Une autre étude, conduite par Simon D. Brause et Lucy Kinski, explore dans quelle mesure l'arrivée au pouvoir des partis populistes satisfait les attentes démocratiques de leur électorat. Les données indiquent que l’électorat des partis populistes n’est pas nécessairement plus satisfait de la démocratie lorsque ces partis sont en place, ce qui pose la question de l’efficacité réelle des partis populistes pour combler le fossé démocratique.

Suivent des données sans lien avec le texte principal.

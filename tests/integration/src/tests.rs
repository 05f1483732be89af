//! Integration tests for the roster picker.
//!
//! These tests drive the contract entry points directly using
//! `cosmwasm_std::testing` mocks, and exercise the draw engine from
//! `picker-common` over many draws to check its long-run behavior.
//!
//! Run:
//! ```bash
//! cargo test -p picker-integration-tests
//! ```

use std::collections::BTreeMap;

use cosmwasm_std::testing::{message_info, mock_dependencies, mock_env, MockApi, MockQuerier};
use cosmwasm_std::{from_json, Decimal, Env, MemoryStorage, OwnedDeps, Response, Storage};
use picker_common::snapshot::SnapshotData;
use picker_common::{draw, HashEntropy, PenaltyPolicy, PenaltyTable, Roster, TicketWeights};
use roster_picker::contract::{execute, instantiate, query};
use roster_picker::msg::{
    DrawHistoryResponse, ExecuteMsg, InstantiateMsg, PenaltiesResponse, QueryMsg, RosterResponse,
    StatsResponse,
};
use roster_picker::state::SNAPSHOT_KEY;
use roster_picker::ContractError;

type Deps = OwnedDeps<MemoryStorage, MockApi, MockQuerier>;

// ─── Helpers ───

fn setup(msg: InstantiateMsg) -> Deps {
    let mut deps = mock_dependencies();
    let admin = deps.api.addr_make("admin");
    instantiate(deps.as_mut(), mock_env(), message_info(&admin, &[]), msg).unwrap();
    deps
}

fn env_at(step: u64) -> Env {
    let mut env = mock_env();
    env.block.height += step;
    env.block.time = env.block.time.plus_seconds(step * 10);
    env
}

fn run(deps: &mut Deps, env: Env, msg: ExecuteMsg) -> Result<Response, ContractError> {
    let user = deps.api.addr_make("user");
    execute(deps.as_mut(), env, message_info(&user, &[]), msg)
}

fn add_all(deps: &mut Deps, names: &[&str]) {
    for name in names {
        run(
            deps,
            mock_env(),
            ExecuteMsg::AddParticipant {
                name: name.to_string(),
            },
        )
        .unwrap();
    }
}

fn instant_draw(deps: &mut Deps, step: u64) -> String {
    let res = run(
        deps,
        env_at(step),
        ExecuteMsg::StartDraw {
            delay_ms: Some(0),
            entropy_hex: None,
        },
    )
    .unwrap();
    let event = res
        .events
        .iter()
        .find(|e| e.ty == "picker_draw_resolved")
        .expect("zero-delay draw resolves immediately");
    event
        .attributes
        .iter()
        .find(|a| a.key == "winner")
        .map(|a| a.value.clone())
        .unwrap()
}

fn query_json<T: serde::de::DeserializeOwned>(deps: &Deps, msg: QueryMsg) -> T {
    from_json(query(deps.as_ref(), mock_env(), msg).unwrap()).unwrap()
}

fn penalties(deps: &Deps) -> BTreeMap<String, Decimal> {
    let res: PenaltiesResponse = query_json(deps, QueryMsg::Penalties {});
    res.penalties.into_iter().collect()
}

fn frequencies(
    roster: &Roster,
    table: &PenaltyTable,
    draws: u32,
    seed: &[u8],
) -> BTreeMap<String, u32> {
    let mut rng = HashEntropy::new(seed);
    let weights = TicketWeights::default();
    let mut counts = BTreeMap::new();
    for _ in 0..draws {
        let outcome = draw(roster, table, &weights, &mut rng).unwrap();
        *counts.entry(outcome.winner).or_insert(0u32) += 1;
    }
    counts
}

// ─── Engine ───

#[test]
fn test_unpenalized_frequencies_converge_to_uniform() {
    for n in [2usize, 3, 5, 8] {
        let roster = Roster::from_names((0..n).map(|i| format!("p{i}")));
        let draws = 40_000u32;
        let counts = frequencies(&roster, &PenaltyTable::default(), draws, b"uniform");

        let expected = draws as f64 / n as f64;
        for name in roster.iter() {
            let got = *counts.get(name).unwrap_or(&0) as f64;
            assert!(
                (got - expected).abs() / expected < 0.06,
                "n={n} {name}: {got} vs {expected}"
            );
        }
    }
}

#[test]
fn test_penalized_winner_has_half_weight() {
    let roster = Roster::from_names(vec!["Anna".to_string(), "Boris".to_string()]);
    let mut table = PenaltyTable::default();
    table.set_next_penalty("Anna", Decimal::percent(50));

    let draws = 30_000u32;
    let counts = frequencies(&roster, &table, draws, b"anna-boris");
    let anna = counts["Anna"] as f64 / draws as f64;
    assert!((anna - 1.0 / 3.0).abs() < 0.015, "anna share {anna}");
}

#[test]
fn test_minimum_ticket_keeps_everyone_drawable() {
    let roster = Roster::from_names(vec!["Anna".to_string(), "Boris".to_string()]);
    let mut table = PenaltyTable::default();
    table.set_next_penalty("Anna", Decimal::zero());

    let counts = frequencies(&roster, &table, 11_000, b"floor");
    // 1 ticket against 10.
    let anna = counts.get("Anna").copied().unwrap_or(0);
    assert!((700..1_300).contains(&anna), "anna won {anna} times");
}

// ─── Contract ───

#[test]
fn test_anna_boris_scenario() {
    let mut deps = setup(InstantiateMsg::default());
    add_all(&mut deps, &["Anna", "Boris"]);

    let roster: RosterResponse = query_json(&deps, QueryMsg::Roster {});
    assert!(roster.can_draw);
    assert!(roster.participants.iter().all(|p| p.tickets == 10 && !p.penalized));

    let winner = instant_draw(&mut deps, 1);
    let loser = if winner == "Anna" { "Boris" } else { "Anna" };

    let roster: RosterResponse = query_json(&deps, QueryMsg::Roster {});
    let card = |name: &str| {
        roster
            .participants
            .iter()
            .find(|p| p.name == name)
            .cloned()
            .unwrap()
    };
    assert_eq!(card(&winner).tickets, 5);
    assert!(card(&winner).penalized);
    assert_eq!(card(&winner).win_rate, Decimal::one());
    assert_eq!(card(loser).tickets, 10);
    assert!(!card(loser).penalized);
}

#[test]
fn test_many_draws_keep_ledger_consistent() {
    let mut deps = setup(InstantiateMsg::default());
    add_all(&mut deps, &["Anna", "Boris", "Vera", "Gleb"]);

    for k in 1..=40u64 {
        let before = penalties(&deps);
        let winner = instant_draw(&mut deps, k);
        let after = penalties(&deps);

        assert_eq!(after[&winner], Decimal::percent(50));
        for (name, factor) in &before {
            if *name != winner {
                assert_eq!(after.get(name), Some(factor), "{name} changed");
            }
        }
        for name in after.keys() {
            assert!(before.contains_key(name) || *name == winner);
        }

        let stats: StatsResponse = query_json(&deps, QueryMsg::Stats {});
        assert_eq!(stats.total_wins, k);
        assert!(stats
            .entries
            .windows(2)
            .all(|pair| pair[0].wins >= pair[1].wins));
    }

    let history: DrawHistoryResponse = query_json(
        &deps,
        QueryMsg::DrawHistory {
            start_after: Some(9),
            limit: Some(5),
        },
    );
    let ids: Vec<u64> = history.draws.iter().map(|d| d.id).collect();
    assert_eq!(ids, vec![10, 11, 12, 13, 14]);
}

#[test]
fn test_clear_after_draw_policy() {
    let mut deps = setup(InstantiateMsg {
        penalty_policy: Some(PenaltyPolicy::ClearAfterDraw),
        ..InstantiateMsg::default()
    });
    add_all(&mut deps, &["Anna", "Boris", "Vera"]);

    for k in 1..=10u64 {
        let winner = instant_draw(&mut deps, k);
        let table = penalties(&deps);
        assert_eq!(table.len(), 1);
        assert_eq!(table[&winner], Decimal::percent(50));
    }
}

#[test]
fn test_single_participant_cannot_draw() {
    let mut deps = setup(InstantiateMsg::default());
    add_all(&mut deps, &["Anna"]);

    let err = run(
        &mut deps,
        mock_env(),
        ExecuteMsg::StartDraw {
            delay_ms: None,
            entropy_hex: None,
        },
    )
    .unwrap_err();
    assert!(matches!(
        err,
        ContractError::Picker(picker_common::PickerError::InsufficientParticipants { .. })
    ));

    let stats: StatsResponse = query_json(&deps, QueryMsg::Stats {});
    assert_eq!(stats.total_wins, 0);
}

#[test]
fn test_delay_does_not_change_outcome() {
    // Same block, same sender, same entropy: the winner is fixed at start no
    // matter when the reveal happens.
    let mut winners = vec![];
    for delay in [1_000u64, 60_000] {
        let mut deps = setup(InstantiateMsg::default());
        add_all(&mut deps, &["Anna", "Boris", "Vera"]);
        run(
            &mut deps,
            mock_env(),
            ExecuteMsg::StartDraw {
                delay_ms: Some(delay),
                entropy_hex: Some(hex::encode(b"fixed")),
            },
        )
        .unwrap();

        let mut late = mock_env();
        late.block.time = late.block.time.plus_seconds(3_600);
        let res = run(&mut deps, late, ExecuteMsg::ResolveDraw {}).unwrap();
        let winner = res
            .events
            .iter()
            .flat_map(|e| e.attributes.iter())
            .find(|a| a.key == "winner")
            .map(|a| a.value.clone())
            .unwrap();
        winners.push(winner);
    }
    assert_eq!(winners[0], winners[1]);
}

#[test]
fn test_snapshot_round_trip_is_stable() {
    let mut deps = setup(InstantiateMsg::default());
    add_all(&mut deps, &["Anna", "Boris", "Vera"]);
    run(
        &mut deps,
        mock_env(),
        ExecuteMsg::SetContext {
            context: "picks the music".to_string(),
        },
    )
    .unwrap();
    instant_draw(&mut deps, 1);
    instant_draw(&mut deps, 2);
    run(
        &mut deps,
        mock_env(),
        ExecuteMsg::RemoveParticipant {
            name: "Vera".to_string(),
        },
    )
    .unwrap();

    let first: SnapshotData = query_json(&deps, QueryMsg::Snapshot {});
    assert_eq!(first.participants, vec!["Anna", "Boris"]);
    assert_eq!(first.all_time_participants, vec!["Anna", "Boris", "Vera"]);
    assert_eq!(first.context, "picks the music");
    assert_eq!(first.stats.iter().map(|(_, w)| *w).sum::<u32>(), 2);

    // Setting the same context rewrites the snapshot without changing it.
    run(
        &mut deps,
        mock_env(),
        ExecuteMsg::SetContext {
            context: first.context.clone(),
        },
    )
    .unwrap();
    let second: SnapshotData = query_json(&deps, QueryMsg::Snapshot {});
    assert_eq!(first, second);
}

#[test]
fn test_stored_snapshot_writes_penalties_as_numbers() {
    let mut deps = setup(InstantiateMsg::default());
    add_all(&mut deps, &["Anna", "Boris"]);
    let winner = instant_draw(&mut deps, 1);

    let bytes = deps.storage.get(SNAPSHOT_KEY.as_bytes()).unwrap();
    let stored: serde_json::Value = serde_json::from_slice(&bytes).unwrap();
    assert_eq!(stored["participants"], serde_json::json!(["Anna", "Boris"]));
    assert_eq!(stored["stats"], serde_json::json!([[winner.clone(), 1]]));
    assert_eq!(stored["penalties"], serde_json::json!([[winner, 0.5]]));
}

#[test]
fn test_suggestions_from_history() {
    let mut deps = setup(InstantiateMsg::default());
    add_all(&mut deps, &["Anna", "Annabel", "Boris", "Joanna"]);
    run(
        &mut deps,
        mock_env(),
        ExecuteMsg::RemoveParticipant {
            name: "Annabel".to_string(),
        },
    )
    .unwrap();
    run(
        &mut deps,
        mock_env(),
        ExecuteMsg::RemoveParticipant {
            name: "Joanna".to_string(),
        },
    )
    .unwrap();

    let hits: Vec<String> = query_json(
        &deps,
        QueryMsg::Suggestions {
            query: "ANN".to_string(),
            limit: None,
        },
    );
    assert_eq!(hits, vec!["Annabel", "Joanna"]);

    let hits: Vec<String> = query_json(
        &deps,
        QueryMsg::Suggestions {
            query: "ann".to_string(),
            limit: Some(1),
        },
    );
    assert_eq!(hits, vec!["Annabel"]);
}

#[test]
fn test_reset_then_rates_are_zero() {
    let mut deps = setup(InstantiateMsg::default());
    add_all(&mut deps, &["Anna", "Boris"]);
    for k in 1..=5 {
        instant_draw(&mut deps, k);
    }
    run(&mut deps, mock_env(), ExecuteMsg::ResetStats { confirm: true }).unwrap();

    let stats: StatsResponse = query_json(&deps, QueryMsg::Stats {});
    assert_eq!(stats.total_wins, 0);
    assert!(stats.entries.is_empty());

    let roster: RosterResponse = query_json(&deps, QueryMsg::Roster {});
    assert!(roster
        .participants
        .iter()
        .all(|p| p.wins == 0 && p.win_rate == Decimal::zero()));
}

Le rôle des émotions et de la méfiance dans le soutien à la démocratie directe
Plusieurs études de ce numéro mettent également en lumière le rôle des émotions, de la confiance, et de la polarisation affective dans le soutien des citoyen·nes pour des réformes démocratiques radicales. Par exemple, Nina Wiesehomeier et Saskia P. Ruth-Lovell, en s’appuyant sur des données provenant d’Europe et d’Amérique latine, montrent que la confiance des citoyen·nes envers les institutions ou la société influe sur leur soutien pour des formes de démocratie directe. En parallèle, des chercheur·euses comme Sergiu Gherghina et ses collègues montrent que les partis politiques et les citoyen·nes ont rarement des approches congruentes à l'égard des référendums et des pratiques délibératives.
Populisme, technocratie et rejet de la démocratie libérale
Les articles révèlent par ailleurs que les défis à la démocratie représentative viennent non seulement des populistes, mais aussi d’une combinaison de populisme et de technocratie. Caramani et Bickerton décrivent une tendance « technopopuliste », où les populistes pourraient également recourir à des solutions technocratiques, contournant ainsi le débat démocratique pour imposer des décisions qu'iels présentent comme bénéfiques au peuple. Par ailleurs, Zsolt Enyedi théorise des voies d'accès à l'illibéralisme (une doctrine qui défend la majorité au détriment de l’Etat de droit), mettant en lumière neuf trajectoires idéologiques qui incluent l’autoritarisme, le nationalisme, et un certain matérialisme technocratique.
La remise en question démocratique au prisme de la pandémie
Enfin, l’impact de crises globales comme la pandémie de Covid-19 sur les conceptions démocratiques est exploré par Annika Werner et Reinhard Heinisch. Leur recherche démontre que la pandémie n’a pas directement accentué les tendances illibérales des citoyen·nes, sauf pour celles et ceux déjà enclins à des valeurs autoritaires. En somme, le numéro appelle à une réévaluation des moyens d’adhésion à la démocratie et des configurations idéologiques qui pourraient transformer les démocraties occidentales.
Conclusion
Cette compilation d’articles met en lumière un paysage démocratique fragmenté où les aspirations populistes et celles des citoyen·nes désabusé·es s’entrecroisent et révèlent une demande de modèles alternatifs de gouvernance. Le numéro soulève des questions fondamentales sur l’avenir de la démocratie représentative en Europe et sur les moyens de satisfaire un public de plus en plus sceptique et désillusionné.